Something’s holding this together.
Earlier this year, I blogged about the advice given by one experienced screenwriter to read one screenplay per week. As I get into writing the second drafts of my various screenplays, that advice becomes more and more valuable.
I was aware of the novelist Stephen King advising anyone who wanted to write to read a lot and write a lot. I was happy to do both, although I felt I was doing it with no particular aim or direction. His advice became clearer when teamed up with the screenwriter Aaron Sorkin, advising writers to be good diagnosticians: to try and work out why they liked certain screenplays / films / television and not others.
With websites like Simply Scripts or Screenplays for You offering plentiful, free .pdf files of screenplays both old and new, acquiring screenplays is easy. (On a Kindle, reading them is easier still. There’s no wasteful printing and screenplays are terrifically convenient to read on such devices.) I’ve begun to really direct my reading.
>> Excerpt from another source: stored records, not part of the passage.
//! Unified health check types
//!
//! Shared by the storage tiers and the HTTP readiness probe so every
//! component reports in the same shape.

use serde::{Deserialize, Serialize};
use std::collections::HashMap;

/// Health status for a service or component.
#[derive(Debug, Clone, PartialEq, Eq, Hash, Serialize, Deserialize)]
#[cfg_attr(feature = "openapi", derive(utoipa::ToSchema))]
#[serde(rename_all = "lowercase")]
pub enum HealthStatus {
    /// Component is fully operational
    Healthy,
    /// Component answers but something is off (e.g. cache backend slow)
    Degraded,
    /// Component is not operational
    Unhealthy,
    /// Not yet checked
    Unknown,
}

impl HealthStatus {
    /// Combine two statuses, keeping the worse one.
    pub fn worst(self, other: HealthStatus) -> HealthStatus {
        fn rank(s: &HealthStatus) -> u8 {
            match s {
                HealthStatus::Healthy => 0,
                HealthStatus::Unknown => 1,
                HealthStatus::Degraded => 2,
                HealthStatus::Unhealthy => 3,
            }
        }
        if rank(&other) > rank(&self) {
            other
        } else {
            self
        }
    }
}

/// Detailed health check result for a component.
#[derive(Debug, Clone, PartialEq, Serialize, Deserialize)]
#[cfg_attr(feature = "openapi", derive(utoipa::ToSchema))]
pub struct HealthCheck {
    pub status: HealthStatus,
    /// Component name (`event_log`, `fast_cache`, ...)
    pub component: String,
    pub message: Option<String>,
    /// Probe round-trip in milliseconds, if measured
    pub response_time_ms: Option<i64>,
    #[cfg_attr(feature = "openapi", schema(value_type = Option<Object>))]
    pub metadata: Option<HashMap<String, serde_json::Value>>,
}

impl HealthCheck {
    pub fn healthy(component: impl Into<String>) -> Self {
        Self {
            status: HealthStatus::Healthy,
            component: component.into(),
            message: None,
            response_time_ms: None,
            metadata: None,
        }
    }

    pub fn degraded(component: impl Into<String>, message: impl Into<String>) -> Self {
        Self {
            status: HealthStatus::Degraded,
            component: component.into(),
            message: Some(message.into()),
            response_time_ms: None,
            metadata: None,
        }
    }

    pub fn unhealthy(component: impl Into<String>, message: impl Into<String>) -> Self {
        Self {
            status: HealthStatus::Unhealthy,
            component: component.into(),
            message: Some(message.into()),
            response_time_ms: None,
            metadata: None,
        }
    }

    pub fn with_response_time(mut self, ms: i64) -> Self {
        self.response_time_ms = Some(ms);
        self
    }

    pub fn with_metadata(mut self, key: impl Into<String>, value: serde_json::Value) -> Self {
        self.metadata
            .get_or_insert_with(HashMap::new)
            .insert(key.into(), value);
        self
    }

    pub fn is_healthy(&self) -> bool {
        self.status == HealthStatus::Healthy
    }
}

#[cfg(test)]
mod tests {
    use super::*;

    #[test]
    fn test_worst_status_wins() {
        assert_eq!(
            HealthStatus::Healthy.worst(HealthStatus::Degraded),
            HealthStatus::Degraded
        );
        assert_eq!(
            HealthStatus::Unhealthy.worst(HealthStatus::Healthy),
            HealthStatus::Unhealthy
        );
    }

    #[test]
    fn test_health_check_serializes_lowercase() {
        let check = HealthCheck::degraded("fast_cache", "slow")
            .with_response_time(42)
            .with_metadata("backend", serde_json::json!("lmdb"));
        let json = serde_json::to_value(&check).expect("serializes");
        assert_eq!(json["status"], "degraded");
        assert_eq!(json["response_time_ms"], 42);
        assert_eq!(json["metadata"]["backend"], "lmdb");
        assert!(!check.is_healthy());
    }
}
Most recently, I’ve been concentrating on reading Lawrence Kasdan's screenplays. As screenwriter of The Empire Strikes Back and Raiders of the Lost Ark, Kasdan can be looked on as writing screenplays with definitive great openings, as well as keeping a story moving along at a clip. Personally, seeing Empire for the first time as a ten year old was the first time I really felt fear at a film; it’s been fascinating to see how Kasdan and Leigh Brackett constructed that.
This, for me, has been what being a writing diagnostician has been about: I read screenplays of films that work for me; I reread them until I find out how they’ve worked and what structure holds the elements together. If nothing else, they’re an inspiration of what a great screenplay can do as well as what I can aim for.